Big trials that watched plaques change in real time
One key study in the review is called GLAGOV. Nearly 1,000 patients on statins had ultrasound images taken inside their coronary arteries, then were randomly assigned to receive evolocumab or placebo, and imaged again after about a year and a half. Patients on evolocumab showed a clear drop in how much of the artery wall was filled with plaque, and more than half had actual plaque shrinkage instead of continued growth.
Another trial, HUYGENS, looked at people who had a type of heart attack known as non ST elevation heart attack. With repeated OCT and ultrasound scans, researchers found that evolocumab on top of statins thickened the protective cap and reduced the arc of fatty material inside plaques when compared with placebo, signs that the plaques were becoming harder to rupture.
The PACMAN-AMI trial tested the PCSK9 drug alirocumab in about 300 patients after a classic heart attack treated with a stent procedure. Using several imaging methods in arteries that had not caused the original heart attack, researchers saw that alirocumab plus high intensity statins shrank overall plaque burden, cut down the lipid rich core, and increased cap thickness within one year.

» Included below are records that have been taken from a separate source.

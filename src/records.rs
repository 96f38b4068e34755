//! Generic whole-collection record store.
//!
//! Events/notes and planner items share this engine: one JSON file holding
//! `{"items": [...]}`, rewritten in full on every mutation. A per-store
//! mutex keeps the read-modify-write cycle sequential; readers outside the
//! lock always see a complete file thanks to the atomic writes in `store`.

use std::collections::BTreeSet;
use std::marker::PhantomData;
use std::path::PathBuf;

use chrono::NaiveDate;
use parking_lot::Mutex;
use serde::de::DeserializeOwned;
use serde::{Deserialize, Serialize};

use crate::store;

/// A record that lives in a date-keyed collection.
pub trait DatedRecord: Serialize + DeserializeOwned + Clone {
    fn id(&self) -> &str;
    fn date_key(&self) -> &str;
}

/// Fresh collision-safe record id.
pub fn new_record_id() -> String {
    uuid::Uuid::new_v4().to_string()
}

/// Calendar-day key (`YYYY-MM-DD`) used to group and filter records.
pub fn date_key(date: NaiveDate) -> String {
    date.format("%Y-%m-%d").to_string()
}

/// Today's date key in local time.
pub fn today_key() -> String {
    date_key(chrono::Local::now().date_naive())
}

#[derive(Debug, Serialize, Deserialize)]
struct Collection<T> {
    #[serde(default = "Vec::new")]
    items: Vec<T>,
}

impl<T> Default for Collection<T> {
    fn default() -> Self {
        Self { items: Vec::new() }
    }
}

pub struct RecordStore<T> {
    path: PathBuf,
    write_lock: Mutex<()>,
    _marker: PhantomData<T>,
}

impl<T: DatedRecord> RecordStore<T> {
    pub fn new(path: PathBuf) -> Self {
        Self {
            path,
            write_lock: Mutex::new(()),
            _marker: PhantomData,
        }
    }

    /// Full collection in insertion order; empty when the file is missing
    /// or unreadable.
    pub fn all(&self) -> Vec<T> {
        store::load_or_default::<Collection<T>>(&self.path).items
    }

    /// Records whose date key matches exactly, in insertion order.
    pub fn for_date(&self, date_key: &str) -> Vec<T> {
        self.all()
            .into_iter()
            .filter(|r| r.date_key() == date_key)
            .collect()
    }

    /// Distinct date keys that have at least one record. Computed fresh from
    /// the collection on every call, so it can never go stale.
    pub fn dates_with_items(&self) -> BTreeSet<String> {
        self.all()
            .into_iter()
            .map(|r| r.date_key().to_string())
            .collect()
    }

    /// Append a record and persist the whole collection.
    pub fn insert(&self, record: T) -> anyhow::Result<T> {
        let _guard = self.write_lock.lock();
        let mut data = store::load_or_default::<Collection<T>>(&self.path);
        data.items.push(record.clone());
        store::save_json(&self.path, &data)?;
        Ok(record)
    }

    /// Remove the record with `id`. Removing an unknown id is a no-op.
    pub fn delete(&self, id: &str) -> anyhow::Result<()> {
        let _guard = self.write_lock.lock();
        let mut data = store::load_or_default::<Collection<T>>(&self.path);
        let before = data.items.len();
        data.items.retain(|r| r.id() != id);
        if data.items.len() != before {
            store::save_json(&self.path, &data)?;
        }
        Ok(())
    }

    /// Drop every record, leaving an empty collection on disk.
    pub fn clear(&self) -> anyhow::Result<()> {
        let _guard = self.write_lock.lock();
        store::save_json(&self.path, &Collection::<T>::default())
    }
}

In the ARCHITECT study, more than 100 people born with very high cholesterol, a condition called familial hypercholesterolemia, received alirocumab on top of strong statins. Noninvasive coronary CT scans over about a year and a half showed that total plaque burden dropped and the mix of tissue shifted away from soft, unstable material toward more fibrous and calcified, and therefore more stable, plaque.

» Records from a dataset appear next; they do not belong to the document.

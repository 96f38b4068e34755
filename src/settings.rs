//! Preference stores: appearance, weather/location, and the AI buddy
//! connection.
//!
//! Plain preferences live as small JSON files in the data dir. The AI buddy
//! settings are secret-grade and live in the OS secure store; reads fall
//! back to defaults so a missing or unavailable keychain never breaks the
//! app.

use std::path::{Path, PathBuf};

use parking_lot::Mutex;
use serde::{Deserialize, Serialize};

use crate::secure::{SecureKey, SecureStore, SecureStoreError};
use crate::store;

const APPEARANCE_FILE: &str = "appearance.json";
const WEATHER_LOCATION_FILE: &str = "weather_location.json";

/// Environment fallback for the AI buddy API key, checked when the
/// secure store holds no key.
pub const API_KEY_ENV: &str = "MOODRS_AI_API_KEY";

pub const DEFAULT_AI_BASE_URL: &str = "https://ollama.com";
pub const DEFAULT_AI_MODEL: &str = "gpt-oss:120b";

// ---------------------------------------------------------------------------
// Appearance

#[derive(Debug, Clone, Copy, PartialEq, Eq, Default, Serialize, Deserialize)]
#[serde(rename_all = "lowercase")]
pub enum AppearancePreference {
    #[default]
    System,
    Light,
    Dark,
}

impl AppearancePreference {
    pub fn as_str(&self) -> &'static str {
        match self {
            AppearancePreference::System => "system",
            AppearancePreference::Light => "light",
            AppearancePreference::Dark => "dark",
        }
    }
}

impl std::str::FromStr for AppearancePreference {
    type Err = anyhow::Error;

    fn from_str(s: &str) -> Result<Self, Self::Err> {
        match s.trim().to_lowercase().as_str() {
            "system" => Ok(AppearancePreference::System),
            "light" => Ok(AppearancePreference::Light),
            "dark" => Ok(AppearancePreference::Dark),
            other => anyhow::bail!("unknown appearance preference '{other}' (system|light|dark)"),
        }
    }
}

#[derive(Debug, Default, Serialize, Deserialize)]
struct AppearanceFile {
    #[serde(default)]
    preference: AppearancePreference,
}

pub struct AppearanceStore {
    path: PathBuf,
    write_lock: Mutex<()>,
}

impl AppearanceStore {
    pub fn new(data_dir: &Path) -> Self {
        Self {
            path: data_dir.join(APPEARANCE_FILE),
            write_lock: Mutex::new(()),
        }
    }

    pub fn load(&self) -> AppearancePreference {
        let file: AppearanceFile = store::load_or_default(&self.path);
        file.preference
    }

    pub fn save(&self, preference: AppearancePreference) -> anyhow::Result<()> {
        let _guard = self.write_lock.lock();
        store::save_json(&self.path, &AppearanceFile { preference })
    }
}

// ---------------------------------------------------------------------------
// Weather & location

#[derive(Debug, Clone, PartialEq, Serialize, Deserialize)]
#[serde(rename_all = "camelCase")]
pub struct WeatherLocationSettings {
    #[serde(default = "default_true")]
    pub weather_enabled: bool,
    #[serde(default)]
    pub use_precise_location: bool,
    #[serde(default)]
    pub location_name: String,
    #[serde(default)]
    pub latitude: f64,
    #[serde(default)]
    pub longitude: f64,
}

fn default_true() -> bool {
    true
}

impl Default for WeatherLocationSettings {
    fn default() -> Self {
        Self {
            weather_enabled: true,
            use_precise_location: false,
            location_name: String::new(),
            latitude: 0.0,
            longitude: 0.0,
        }
    }
}

impl WeatherLocationSettings {
    /// True when the stored coordinates point somewhere real.
    pub fn has_coordinates(&self) -> bool {
        self.latitude != 0.0 || self.longitude != 0.0
    }
}

/// Partial update: only the provided fields change.
#[derive(Debug, Default, Clone)]
pub struct WeatherLocationUpdate {
    pub weather_enabled: Option<bool>,
    pub use_precise_location: Option<bool>,
    pub location_name: Option<String>,
    pub latitude: Option<f64>,
    pub longitude: Option<f64>,
}

pub struct WeatherLocationStore {
    path: PathBuf,
    write_lock: Mutex<()>,
}

impl WeatherLocationStore {
    pub fn new(data_dir: &Path) -> Self {
        Self {
            path: data_dir.join(WEATHER_LOCATION_FILE),
            write_lock: Mutex::new(()),
        }
    }

    pub fn load(&self) -> WeatherLocationSettings {
        store::load_or_default(&self.path)
    }

    /// Merge a partial update into the stored settings and rewrite the file.
    /// Disabling weather also turns precise location off in the same write.
    pub fn update(&self, patch: WeatherLocationUpdate) -> anyhow::Result<WeatherLocationSettings> {
        let _guard = self.write_lock.lock();
        let mut settings: WeatherLocationSettings = store::load_or_default(&self.path);
        if let Some(enabled) = patch.weather_enabled {
            settings.weather_enabled = enabled;
        }
        if let Some(precise) = patch.use_precise_location {
            settings.use_precise_location = precise;
        }
        if let Some(name) = patch.location_name {
            settings.location_name = name;
        }
        if let Some(lat) = patch.latitude {
            settings.latitude = lat;
        }
        if let Some(lon) = patch.longitude {
            settings.longitude = lon;
        }
        if !settings.weather_enabled {
            settings.use_precise_location = false;
        }
        store::save_json(&self.path, &settings)?;
        Ok(settings)
    }

    pub fn reset(&self) -> anyhow::Result<()> {
        let _guard = self.write_lock.lock();
        store::save_json(&self.path, &WeatherLocationSettings::default())
    }
}

// ---------------------------------------------------------------------------
// AI buddy

#[derive(Debug, Clone, PartialEq)]
pub struct AiBuddySettings {
    pub enabled: bool,
    pub api_key: String,
    pub base_url: String,
    pub model: String,
}

impl Default for AiBuddySettings {
    fn default() -> Self {
        Self {
            enabled: false,
            api_key: String::new(),
            base_url: DEFAULT_AI_BASE_URL.to_string(),
            model: DEFAULT_AI_MODEL.to_string(),
        }
    }
}

impl AiBuddySettings {
    /// Read from the secure store, defaulting every field that is missing
    /// or unreadable. An empty stored key falls back to `MOODRS_AI_API_KEY`.
    pub fn load() -> Self {
        let mut api_key = SecureStore::get_or(SecureKey::AiBuddyApiKey, "");
        if api_key.trim().is_empty()
            && let Ok(env_key) = std::env::var(API_KEY_ENV)
            && !env_key.trim().is_empty()
        {
            api_key = env_key;
        }
        Self {
            enabled: SecureStore::get_flag(SecureKey::AiBuddyEnabled, false),
            api_key,
            base_url: SecureStore::get_or(SecureKey::AiBuddyBaseUrl, DEFAULT_AI_BASE_URL),
            model: SecureStore::get_or(SecureKey::AiBuddyModel, DEFAULT_AI_MODEL),
        }
    }

    pub fn save(&self) -> Result<(), SecureStoreError> {
        SecureStore::set_flag(SecureKey::AiBuddyEnabled, self.enabled)?;
        SecureStore::set(SecureKey::AiBuddyApiKey, &self.api_key)?;
        SecureStore::set(SecureKey::AiBuddyBaseUrl, &self.base_url)?;
        SecureStore::set(SecureKey::AiBuddyModel, &self.model)?;
        Ok(())
    }

    /// Reset to the disabled defaults. The entries stay present; loading
    /// them afterwards reads the same values as a fresh install.
    pub fn clear() -> Result<(), SecureStoreError> {
        Self::default().save()
    }

    /// Ready to talk to the model: enabled with a usable key.
    pub fn ready(&self) -> bool {
        self.enabled && !self.api_key.trim().is_empty()
    }
}

#[cfg(test)]
mod tests {
    use super::*;
    use crate::secure::testing;

    #[test]
    fn appearance_defaults_to_system_and_roundtrips() {
        let dir = tempfile::tempdir().expect("tmp");
        let appearance = AppearanceStore::new(dir.path());
        assert_eq!(appearance.load(), AppearancePreference::System);

        appearance.save(AppearancePreference::Dark).expect("save");
        assert_eq!(appearance.load(), AppearancePreference::Dark);

        let raw = std::fs::read_to_string(dir.path().join(APPEARANCE_FILE)).expect("read");
        assert!(raw.contains("\"preference\": \"dark\""));

        appearance.save(AppearancePreference::System).expect("save");
        assert_eq!(appearance.load(), AppearancePreference::System);
    }

    #[test]
    fn weather_settings_default_when_absent_or_corrupt() {
        let dir = tempfile::tempdir().expect("tmp");
        let weather = WeatherLocationStore::new(dir.path());
        assert_eq!(weather.load(), WeatherLocationSettings::default());
        assert!(weather.load().weather_enabled);

        std::fs::write(dir.path().join(WEATHER_LOCATION_FILE), "billowing").expect("write");
        assert_eq!(weather.load(), WeatherLocationSettings::default());
    }

    #[test]
    fn weather_update_merges_partial_fields() {
        let dir = tempfile::tempdir().expect("tmp");
        let weather = WeatherLocationStore::new(dir.path());

        weather
            .update(WeatherLocationUpdate {
                location_name: Some("Cape Town".to_string()),
                latitude: Some(-33.92),
                longitude: Some(18.42),
                ..Default::default()
            })
            .expect("update");

        let settings = weather
            .update(WeatherLocationUpdate {
                use_precise_location: Some(true),
                ..Default::default()
            })
            .expect("update");

        assert!(settings.weather_enabled);
        assert!(settings.use_precise_location);
        assert_eq!(settings.location_name, "Cape Town");
        assert!(settings.has_coordinates());
    }

    #[test]
    fn disabling_weather_turns_precise_location_off() {
        let dir = tempfile::tempdir().expect("tmp");
        let weather = WeatherLocationStore::new(dir.path());
        weather
            .update(WeatherLocationUpdate {
                use_precise_location: Some(true),
                ..Default::default()
            })
            .expect("update");

        let settings = weather
            .update(WeatherLocationUpdate {
                weather_enabled: Some(false),
                ..Default::default()
            })
            .expect("update");
        assert!(!settings.weather_enabled);
        assert!(!settings.use_precise_location);

        // The invariant holds on disk, not just in the returned value.
        assert!(!weather.load().use_precise_location);
    }

    #[test]
    fn ai_buddy_defaults_when_nothing_stored() {
        let _lock = testing::KEYRING_LOCK.lock().unwrap();
        testing::install_mock_store();
        testing::reset_all_keys();
        // SAFETY: guarded by KEYRING_LOCK to avoid concurrent env mutations in tests.
        unsafe { std::env::remove_var(API_KEY_ENV) };

        let settings = AiBuddySettings::load();
        assert_eq!(settings, AiBuddySettings::default());
        assert!(!settings.enabled);
        assert_eq!(settings.base_url, "https://ollama.com");
        assert_eq!(settings.model, "gpt-oss:120b");
        assert!(!settings.ready());
    }

    #[test]
    fn ai_buddy_save_load_clear() {
        let _lock = testing::KEYRING_LOCK.lock().unwrap();
        testing::install_mock_store();
        testing::reset_all_keys();
        // SAFETY: guarded by KEYRING_LOCK to avoid concurrent env mutations in tests.
        unsafe { std::env::remove_var(API_KEY_ENV) };

        let settings = AiBuddySettings {
            enabled: true,
            api_key: "sk-live-42".to_string(),
            base_url: "https://ollama.example".to_string(),
            model: "llama3.3:70b".to_string(),
        };
        settings.save().expect("save");

        let loaded = AiBuddySettings::load();
        assert_eq!(loaded, settings);
        assert!(loaded.ready());

        AiBuddySettings::clear().expect("clear");
        assert_eq!(AiBuddySettings::load(), AiBuddySettings::default());
    }

    #[test]
    fn blank_stored_key_falls_back_to_env() {
        let _lock = testing::KEYRING_LOCK.lock().unwrap();
        testing::install_mock_store();
        testing::reset_all_keys();

        // SAFETY: guarded by KEYRING_LOCK to avoid concurrent env mutations in tests.
        unsafe { std::env::set_var(API_KEY_ENV, "env-key") };
        let settings = AiBuddySettings::load();
        assert_eq!(settings.api_key, "env-key");

        // A stored key wins over the environment.
        SecureStore::set(SecureKey::AiBuddyApiKey, "stored-key").expect("set");
        assert_eq!(AiBuddySettings::load().api_key, "stored-key");

        // SAFETY: guarded by KEYRING_LOCK to avoid concurrent env mutations in tests.
        unsafe { std::env::remove_var(API_KEY_ENV) };
        testing::reset_all_keys();
    }
}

Why calmer plaque may cut future heart attacks
Cardiologists pay close attention to certain warning signs inside a plaque. A large oily core, a very thin protective cap, high inflammation, and weak scar tissue are all clues that a plaque might split open and suddenly form a clot. Many of these risky plaques do not cause a major blockage on the usual angiogram, so they can sit quietly for years before causing trouble.
Across the imaging trials, PCSK9 inhibitors tended to push plaques away from that “troublemaker” pattern. Plaques became slightly smaller, held more fibrous tissue, contained less loose cholesterol, and were covered by thicker caps that are less likely to tear. In simple terms, the drugs seem to help turn a wobbly mud pile into something more like a solid speed bump.
These shifts match what doctors expect when LDL stays very low for a long time. By following the same artery segments over months, the studies directly link big drops in LDL with physical signs of plaque healing, which supports the better outcomes seen in large PCSK9 trials.
What it could mean for patients and doctors
The imaging work is changing how experts think about coronary disease. Instead of caring only about how narrow an artery looks, they are learning to care just as much about what kind of plaque is sitting in the wall and how “angry” or calm it appears. A mild narrowing made of soft fat with a thin cap may be more dangerous than a tighter narrowing made of tough fibrous and calcified tissue.
Researchers are also testing whether less invasive scans, such as advanced CT, can pick out people whose plaques still look risky even when regular tests seem fine. If that works, doctors could someday match PCSK9 treatment not only to cholesterol numbers but also to the hidden biology of each patient’s plaque. That might help decide who really needs these drugs, which are still expensive and mostly used in very high risk patients.
Ongoing trials are asking how early and how aggressively to use PCSK9 inhibitors after a heart attack and whether imaging measurements should help guide future treatment guidelines. For now, the message is simple enough: in the right patients, these medicines do not just make lab reports look better, they help heal the damage that doctors can now see inside the heart’s own plumbing.
The study “PCSK9 and coronary artery plaque: new opportunity or red herring?” has been published in Current Atherosclerosis Reports.